- [Exercise description] Quote the records below word for word, please, from the very first line through the one that contains "pub struct EvaluationReport", and nothing beyond it.

(Collected data)

:::

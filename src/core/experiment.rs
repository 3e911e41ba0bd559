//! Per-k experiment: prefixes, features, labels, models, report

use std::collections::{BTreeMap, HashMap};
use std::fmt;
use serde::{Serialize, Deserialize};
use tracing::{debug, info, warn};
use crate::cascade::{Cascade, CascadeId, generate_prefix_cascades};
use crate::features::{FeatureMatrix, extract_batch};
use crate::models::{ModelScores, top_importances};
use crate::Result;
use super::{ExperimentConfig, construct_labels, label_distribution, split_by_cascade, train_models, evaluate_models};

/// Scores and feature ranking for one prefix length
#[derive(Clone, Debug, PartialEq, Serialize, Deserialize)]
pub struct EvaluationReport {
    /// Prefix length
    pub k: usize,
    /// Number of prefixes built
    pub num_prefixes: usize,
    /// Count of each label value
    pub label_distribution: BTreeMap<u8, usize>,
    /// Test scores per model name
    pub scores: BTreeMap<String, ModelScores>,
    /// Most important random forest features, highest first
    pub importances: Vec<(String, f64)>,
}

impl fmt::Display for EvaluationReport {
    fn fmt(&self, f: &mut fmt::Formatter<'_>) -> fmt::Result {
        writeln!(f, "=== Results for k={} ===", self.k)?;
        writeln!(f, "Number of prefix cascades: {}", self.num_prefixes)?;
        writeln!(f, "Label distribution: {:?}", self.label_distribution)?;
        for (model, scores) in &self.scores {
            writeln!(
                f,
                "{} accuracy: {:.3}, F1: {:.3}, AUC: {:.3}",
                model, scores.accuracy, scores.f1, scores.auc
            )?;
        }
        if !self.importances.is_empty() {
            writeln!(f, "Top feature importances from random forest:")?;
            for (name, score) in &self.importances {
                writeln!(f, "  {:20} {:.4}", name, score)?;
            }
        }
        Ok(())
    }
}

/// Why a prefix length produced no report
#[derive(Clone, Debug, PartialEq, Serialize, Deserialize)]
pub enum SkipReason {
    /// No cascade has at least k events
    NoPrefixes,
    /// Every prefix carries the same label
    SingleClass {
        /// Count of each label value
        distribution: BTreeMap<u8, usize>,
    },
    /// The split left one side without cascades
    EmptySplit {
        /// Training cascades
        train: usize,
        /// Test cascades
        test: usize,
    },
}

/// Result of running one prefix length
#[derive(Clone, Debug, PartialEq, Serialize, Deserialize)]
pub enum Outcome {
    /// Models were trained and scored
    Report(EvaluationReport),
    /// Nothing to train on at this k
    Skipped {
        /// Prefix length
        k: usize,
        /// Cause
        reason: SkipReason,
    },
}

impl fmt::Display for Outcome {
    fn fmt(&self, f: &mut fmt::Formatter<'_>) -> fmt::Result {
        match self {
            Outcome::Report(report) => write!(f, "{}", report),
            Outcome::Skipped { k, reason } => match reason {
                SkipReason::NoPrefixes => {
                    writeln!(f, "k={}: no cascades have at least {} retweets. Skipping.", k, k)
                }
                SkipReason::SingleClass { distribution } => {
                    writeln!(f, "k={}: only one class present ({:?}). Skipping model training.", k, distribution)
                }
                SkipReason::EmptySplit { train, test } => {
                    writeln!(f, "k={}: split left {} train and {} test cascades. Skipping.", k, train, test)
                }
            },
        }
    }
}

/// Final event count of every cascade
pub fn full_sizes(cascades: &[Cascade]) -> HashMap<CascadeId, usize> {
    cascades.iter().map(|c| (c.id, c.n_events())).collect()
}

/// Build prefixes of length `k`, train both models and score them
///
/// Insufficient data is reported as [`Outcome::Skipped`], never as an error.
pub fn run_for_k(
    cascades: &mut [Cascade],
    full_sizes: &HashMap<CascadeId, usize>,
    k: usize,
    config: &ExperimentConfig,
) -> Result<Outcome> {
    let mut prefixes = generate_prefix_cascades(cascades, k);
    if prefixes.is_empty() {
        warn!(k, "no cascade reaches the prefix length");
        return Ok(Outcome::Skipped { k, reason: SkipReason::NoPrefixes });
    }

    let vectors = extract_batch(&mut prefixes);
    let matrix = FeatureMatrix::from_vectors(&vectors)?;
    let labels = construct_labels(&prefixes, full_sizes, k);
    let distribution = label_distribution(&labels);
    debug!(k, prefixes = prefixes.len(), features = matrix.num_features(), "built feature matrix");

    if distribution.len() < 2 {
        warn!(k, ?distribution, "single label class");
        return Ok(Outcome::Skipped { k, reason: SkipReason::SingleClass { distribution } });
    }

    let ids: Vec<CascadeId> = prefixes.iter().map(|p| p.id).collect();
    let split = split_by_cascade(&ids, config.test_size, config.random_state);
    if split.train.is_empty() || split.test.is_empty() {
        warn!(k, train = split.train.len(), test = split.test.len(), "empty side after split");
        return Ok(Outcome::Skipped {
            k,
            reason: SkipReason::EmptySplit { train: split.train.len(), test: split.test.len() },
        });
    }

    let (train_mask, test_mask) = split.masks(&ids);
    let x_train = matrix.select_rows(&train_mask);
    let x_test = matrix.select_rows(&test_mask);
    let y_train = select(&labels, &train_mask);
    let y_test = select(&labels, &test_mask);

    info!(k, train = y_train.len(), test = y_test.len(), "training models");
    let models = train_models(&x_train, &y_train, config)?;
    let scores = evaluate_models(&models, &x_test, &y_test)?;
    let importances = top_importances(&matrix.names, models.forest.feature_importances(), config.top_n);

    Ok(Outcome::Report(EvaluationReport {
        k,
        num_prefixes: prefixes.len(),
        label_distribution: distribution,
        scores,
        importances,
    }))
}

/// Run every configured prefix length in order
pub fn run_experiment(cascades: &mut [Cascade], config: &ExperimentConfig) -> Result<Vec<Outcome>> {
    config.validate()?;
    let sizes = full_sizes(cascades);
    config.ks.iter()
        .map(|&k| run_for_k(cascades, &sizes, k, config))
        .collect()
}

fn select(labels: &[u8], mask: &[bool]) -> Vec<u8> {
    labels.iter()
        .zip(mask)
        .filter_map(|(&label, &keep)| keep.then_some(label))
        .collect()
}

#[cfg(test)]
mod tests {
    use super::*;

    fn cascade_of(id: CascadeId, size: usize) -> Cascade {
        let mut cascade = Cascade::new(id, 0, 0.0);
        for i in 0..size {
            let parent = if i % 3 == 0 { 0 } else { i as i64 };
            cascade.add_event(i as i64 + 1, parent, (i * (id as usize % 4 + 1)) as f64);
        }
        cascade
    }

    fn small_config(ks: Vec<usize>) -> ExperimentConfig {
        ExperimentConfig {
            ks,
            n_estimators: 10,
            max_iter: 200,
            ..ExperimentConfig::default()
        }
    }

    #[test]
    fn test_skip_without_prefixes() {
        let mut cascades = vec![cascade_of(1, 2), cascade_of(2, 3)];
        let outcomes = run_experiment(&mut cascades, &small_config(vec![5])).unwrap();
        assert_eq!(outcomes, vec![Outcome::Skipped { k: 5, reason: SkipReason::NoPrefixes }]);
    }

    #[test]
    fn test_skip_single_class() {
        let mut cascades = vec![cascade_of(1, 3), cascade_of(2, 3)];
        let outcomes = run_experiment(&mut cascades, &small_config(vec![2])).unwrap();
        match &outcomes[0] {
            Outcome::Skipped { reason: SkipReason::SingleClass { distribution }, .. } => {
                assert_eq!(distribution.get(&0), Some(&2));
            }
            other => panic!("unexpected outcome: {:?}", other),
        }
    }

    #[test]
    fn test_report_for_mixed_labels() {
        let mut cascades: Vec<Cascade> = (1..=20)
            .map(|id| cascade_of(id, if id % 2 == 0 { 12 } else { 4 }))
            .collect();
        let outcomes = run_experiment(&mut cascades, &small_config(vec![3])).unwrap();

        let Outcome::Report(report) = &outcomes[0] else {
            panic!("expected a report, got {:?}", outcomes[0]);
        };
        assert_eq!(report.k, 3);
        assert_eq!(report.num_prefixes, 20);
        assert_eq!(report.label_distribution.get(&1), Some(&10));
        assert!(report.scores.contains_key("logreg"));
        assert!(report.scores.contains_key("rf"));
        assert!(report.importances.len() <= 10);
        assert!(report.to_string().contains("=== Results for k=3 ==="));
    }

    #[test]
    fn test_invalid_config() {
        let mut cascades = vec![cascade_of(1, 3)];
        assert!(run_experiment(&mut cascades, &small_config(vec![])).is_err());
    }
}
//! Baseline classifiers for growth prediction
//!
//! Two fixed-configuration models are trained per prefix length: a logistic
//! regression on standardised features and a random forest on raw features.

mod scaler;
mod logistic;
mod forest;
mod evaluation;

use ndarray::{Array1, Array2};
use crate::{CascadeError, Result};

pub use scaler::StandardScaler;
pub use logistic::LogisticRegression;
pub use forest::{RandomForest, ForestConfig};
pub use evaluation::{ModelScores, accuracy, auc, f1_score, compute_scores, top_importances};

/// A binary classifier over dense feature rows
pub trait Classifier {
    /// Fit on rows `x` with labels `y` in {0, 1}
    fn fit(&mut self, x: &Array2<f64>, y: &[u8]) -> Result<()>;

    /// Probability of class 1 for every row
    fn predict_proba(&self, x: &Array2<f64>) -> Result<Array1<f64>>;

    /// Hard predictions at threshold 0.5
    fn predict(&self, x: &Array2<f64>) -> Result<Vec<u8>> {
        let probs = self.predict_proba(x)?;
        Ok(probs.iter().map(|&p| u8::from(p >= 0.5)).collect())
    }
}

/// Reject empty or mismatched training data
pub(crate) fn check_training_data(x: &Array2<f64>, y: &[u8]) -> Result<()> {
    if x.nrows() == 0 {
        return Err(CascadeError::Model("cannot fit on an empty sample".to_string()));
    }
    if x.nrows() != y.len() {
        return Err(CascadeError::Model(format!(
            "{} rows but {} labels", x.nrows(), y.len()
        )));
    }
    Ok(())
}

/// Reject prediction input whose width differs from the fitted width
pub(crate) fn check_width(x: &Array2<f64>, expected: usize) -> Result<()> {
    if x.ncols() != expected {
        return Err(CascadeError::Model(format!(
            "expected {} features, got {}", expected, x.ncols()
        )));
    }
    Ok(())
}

:::

- [Answer box]
filename src/core/experiment.rs
repository 3e911e41ba0bd559
//! Per-k experiment: prefixes, features, labels, models, report

use std::collections::{BTreeMap, HashMap};
use std::fmt;
use serde::{Serialize, Deserialize};
use tracing::{debug, info, warn};
use crate::cascade::{Cascade, CascadeId, generate_prefix_cascades};
use crate::features::{FeatureMatrix, extract_batch};
use crate::models::{ModelScores, top_importances};
use crate::Result;
use super::{ExperimentConfig, construct_labels, label_distribution, split_by_cascade, train_models, evaluate_models};

/// Scores and feature ranking for one prefix length
#[derive(Clone, Debug, PartialEq, Serialize, Deserialize)]
pub struct EvaluationReport {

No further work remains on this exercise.